Теперь взглянем на это же глазами монаршего реформатора. Он понимает, что работа системы, в той мере, в которой он может это наблюдать, не соответствует его представлениям о должном. Он представляет, какой вид эта система должна бы принять. Осталось организовать переход из одного состояния в другое. Дается распоряжение, грубо деформирующее систему — и оно выполняет роль провокации: подлежащие реформированию люди «всплывают»: то, что раньше прятали от власти, теперь становится видно, подковерные конфликты теперь выходят на поверхность, их участники апеллируют к властям, обозначая свои проблемы и потребности, распадается круговая порука. После этого действительно появляется настоящее понимание того, как работает система и, следовательно, возможность составить достаточно адекватный «проект реформы».
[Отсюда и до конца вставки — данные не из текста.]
//! Capped exponential backoff.
//!
//! The first retry waits `initial`; every following retry waits the previous delay multiplied
//! by `factor`, capped at `max`. There is no jitter: identical configuration always yields the
//! identical schedule.
//!
//! ```rust
//! use std::time::Duration;
//! use backstop::Backoff;
//!
//! let backoff =
//!     Backoff::new(Duration::from_millis(100), Duration::from_millis(800), 2.0).unwrap();
//! let delays: Vec<_> = backoff.schedule().take(5).collect();
//! assert_eq!(
//!     delays,
//!     [100, 200, 400, 800, 800].map(Duration::from_millis).to_vec()
//! );
//! ```
//!
//! Products that overflow saturate to `max`, so a schedule never shrinks.

use std::time::Duration;

/// Errors returned by backoff configuration.
#[derive(Debug, Clone, PartialEq, thiserror::Error)]
pub enum BackoffError {
    #[error("backoff factor must be a finite number > 1 (got {0})")]
    InvalidFactor(f64),
    #[error("max delay ({max:?}) must be >= initial delay ({initial:?})")]
    MaxLessThanInitial { initial: Duration, max: Duration },
}

/// Validated exponential backoff parameters.
#[derive(Debug, Clone, Copy, PartialEq)]
pub struct Backoff {
    initial: Duration,
    max: Duration,
    factor: f64,
}

impl Default for Backoff {
    /// 1s initial, 8s cap, doubling.
    fn default() -> Self {
        Self { initial: Duration::from_secs(1), max: Duration::from_secs(8), factor: 2.0 }
    }
}

impl Backoff {
    /// Validate and build a backoff. `factor` must be finite and > 1, and `max >= initial`.
    pub fn new(initial: Duration, max: Duration, factor: f64) -> Result<Self, BackoffError> {
        if !factor.is_finite() || factor <= 1.0 {
            return Err(BackoffError::InvalidFactor(factor));
        }
        if max < initial {
            return Err(BackoffError::MaxLessThanInitial { initial, max });
        }
        Ok(Self { initial, max, factor })
    }

    pub fn initial(&self) -> Duration {
        self.initial
    }

    pub fn max(&self) -> Duration {
        self.max
    }

    pub fn factor(&self) -> f64 {
        self.factor
    }

    /// Fresh delay sequence for one execution.
    pub fn schedule(&self) -> Schedule {
        Schedule { next: self.initial, max: self.max, factor: self.factor }
    }
}

/// Infinite iterator over successive backoff delays.
#[derive(Debug, Clone)]
pub struct Schedule {
    next: Duration,
    max: Duration,
    factor: f64,
}

impl Schedule {
    /// Return the current delay and advance to the next one.
    pub fn advance(&mut self) -> Duration {
        let current = self.next;
        self.next = scale(current, self.factor, self.max);
        current
    }
}

impl Iterator for Schedule {
    type Item = Duration;

    fn next(&mut self) -> Option<Duration> {
        Some(self.advance())
    }
}

/// `min(delay * factor, max)`, saturating at `max` when the product leaves `Duration`'s range.
fn scale(delay: Duration, factor: f64, max: Duration) -> Duration {
    let nanos = (delay.as_nanos() as f64 * factor).round();
    if !nanos.is_finite() || nanos >= max.as_nanos() as f64 {
        return max;
    }
    if nanos < u64::MAX as f64 {
        Duration::from_nanos(nanos as u64)
    } else {
        Duration::try_from_secs_f64(nanos / 1e9).map_or(max, |scaled| scaled.min(max))
    }
}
Впрочем, есть еще по крайней мере одно объяснение той, петровской схемы трансформации. Это и в самом деле, проблема квалификации проектировщика. Просто под проектировщиком следует понимать не одного Петра, а в совокупности весь государственный аппарат, привлеченный к проектной деятельности — поскольку представление о том, что царь лично разрабатывал все реформы в деталях — это то же самое обожествление Петра [12]. И вот аппарат этот определенно обнаруживал дефицит профессиональной квалификации, образованности. Собственно, это и есть основное русское чудо восемнадцатого века — всего за несколько десятилетий восточная страна превратилась в европейскую державу [13], продолжая испытывать страшную нехватку подготовленных управленческих кадров. Образовательную систему страны Петр начал создавать практически с нуля и развивалась она крайне медленно и тяжело. Проще говоря, деперсонифицированный российский реформатор петровского времени — реформатор как функция — это в каком-то смысле, действительно не инженер, а умелец-самоучка, не слишком знающий, но волевой и грубый. Но не конкретному человеку — Петру Алексеевичу Романову — это в строку.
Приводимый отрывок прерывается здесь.